El hombre de ingenio agudo y de ceremoniosa palabra se empeña en burlar a la muerte como hiciera Dayoub, aquel criado del cuento, a quien “la canina” visitó en un mercado de Bagdad:
─“No lo dudó el fiel criado y pidió a su amo el caballo más veloz para huir a Ispahán.
Allí compartió su temor con Kalbum Dahabin, el fabricante de espejos, quien le aconsejó una estrategia: proyectarían sus imágenes sobre numerosos espejos, que indujeran a la confusión.
Cuando la luz ya inundaba el taller, y el tiempo estaba a punto de concluir la muerte, que estaba confusa, echó mano de uno de aquellos espejos y se llevó con ella al fabricante”.
“La de la vida” es la herida que nos mueve a comulgar con todo aquello que nos rodea; la pasión que Neruda plasmó en una oda:
─ “Vida, / eres como una viña: / atesoras la luz y la repartes/ transformada en racimo. / El que de ti reniega/ que espere/ un minuto, una noche, / un año corto o largo, / que salga / de su soledad mentirosa, / que indague y luche, junte/ sus manos a otras manos, / que no adopte ni halague/ a la desdicha, / que la rechace dándole/ forma de muro, /como a la piedra los picapedreros,/ que corte la desdicha/ y se haga con ella/ pantalones./ La vida nos espera/ a todos/ los que amamos/ el salvaje/ olor a mar y menta/ que tiene entre los senos”.
La vida, en ocasiones, se nos muestra en una cara, o un nombre; otras,estan difícil de definir que tendríamos que volver a ser niños, como aquel chavalillo a quien obligué a escribir un poema:
─ “El gallo, por la mañana/ canta kikrikí,/ y yo, desde mi ventana/ me siento muy feliz. / El gallo busca a su hembra, / y yo mi calcetín. / Y a la luz de la luna/ río y río sin fin./ En el gallinero azul/ el gallo canta una rumba/ y su hembra le aplaude/ sentadita en la penumbra. / El gallo, por la mañana/ canta Kikirikí, / y yo, desde mi ventana/ me siento muy feliz.”

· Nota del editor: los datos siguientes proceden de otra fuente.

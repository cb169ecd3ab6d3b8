/// Axis-aligned face box in pixel coordinates, stored as
/// `(top, right, bottom, left)` with exclusive right/bottom edges.
#[derive(Clone, Copy, Debug, PartialEq, Eq)]
pub struct BoundingBox {
    pub top: i32,
    pub right: i32,
    pub bottom: i32,
    pub left: i32,
}

impl BoundingBox {
    pub fn new(top: i32, right: i32, bottom: i32, left: i32) -> Self {
        Self {
            top,
            right,
            bottom,
            left,
        }
    }

    /// Builds a box from `[x1, y1, x2, y2]` float corners, rounding outward.
    pub fn from_corners(x1: f64, y1: f64, x2: f64, y2: f64) -> Self {
        Self {
            top: y1.floor() as i32,
            right: x2.ceil() as i32,
            bottom: y2.ceil() as i32,
            left: x1.floor() as i32,
        }
    }

    pub fn width(&self) -> i32 {
        (self.right - self.left).max(0)
    }

    pub fn height(&self) -> i32 {
        (self.bottom - self.top).max(0)
    }

    pub fn area(&self) -> i64 {
        self.width() as i64 * self.height() as i64
    }

    /// Multiplies every coordinate by `factor`.
    ///
    /// Maps boxes found on a downscaled frame back onto the original frame
    /// (`factor = 1 / scale`).
    pub fn scaled(&self, factor: f64) -> Self {
        let s = |v: i32| (v as f64 * factor).round() as i32;
        Self {
            top: s(self.top),
            right: s(self.right),
            bottom: s(self.bottom),
            left: s(self.left),
        }
    }

    /// Intersects the box with a `width` x `height` frame.
    ///
    /// Returns `None` when nothing of the box is left inside the frame.
    pub fn clamp_to(&self, width: u32, height: u32) -> Option<Self> {
        let clamped = Self {
            top: self.top.clamp(0, height as i32),
            right: self.right.clamp(0, width as i32),
            bottom: self.bottom.clamp(0, height as i32),
            left: self.left.clamp(0, width as i32),
        };
        if clamped.area() == 0 {
            None
        } else {
            Some(clamped)
        }
    }

    pub fn iou(&self, other: &BoundingBox) -> f64 {
        let inter = Self {
            top: self.top.max(other.top),
            right: self.right.min(other.right),
            bottom: self.bottom.min(other.bottom),
            left: self.left.max(other.left),
        }
        .area() as f64;
        if inter == 0.0 {
            return 0.0;
        }
        inter / (self.area() as f64 + other.area() as f64 - inter)
    }
}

El fantasma de la muerte, la imposibilidad del amor, la dulce fruta que es la vida, nos inducen de manera irremediable a caer en la desazón y en la melancolía ─ que diría Gerald Brenan en su libro La faz de España─; en el miedo de convertirnos en estatua de sal por el simple hecho de dirigir hacia atrás la mirada:
─ “Como una lámpara se alimenta de aceite, los españoles se alimentan de un depósito secreto de melancolía que ni los afectos familiares ni las ansias de placer son capaces de secar por completo”.
Y para terminar esta larga “justificación de intenciones” diré que escribir para ustedes se ha convertido en una necesidad para mí; una necesidad, y un placer el simple hecho de hablar para mis paisanos, y particularmente para esos que se interesaron alguna vez por mis escritos.
Y agradecer, cordialmente, las facilidades que me dio el buen amigo Agustín Navarro.
Contigo, siempre, en la distancia, un paisano y un amigo. ¡Salud!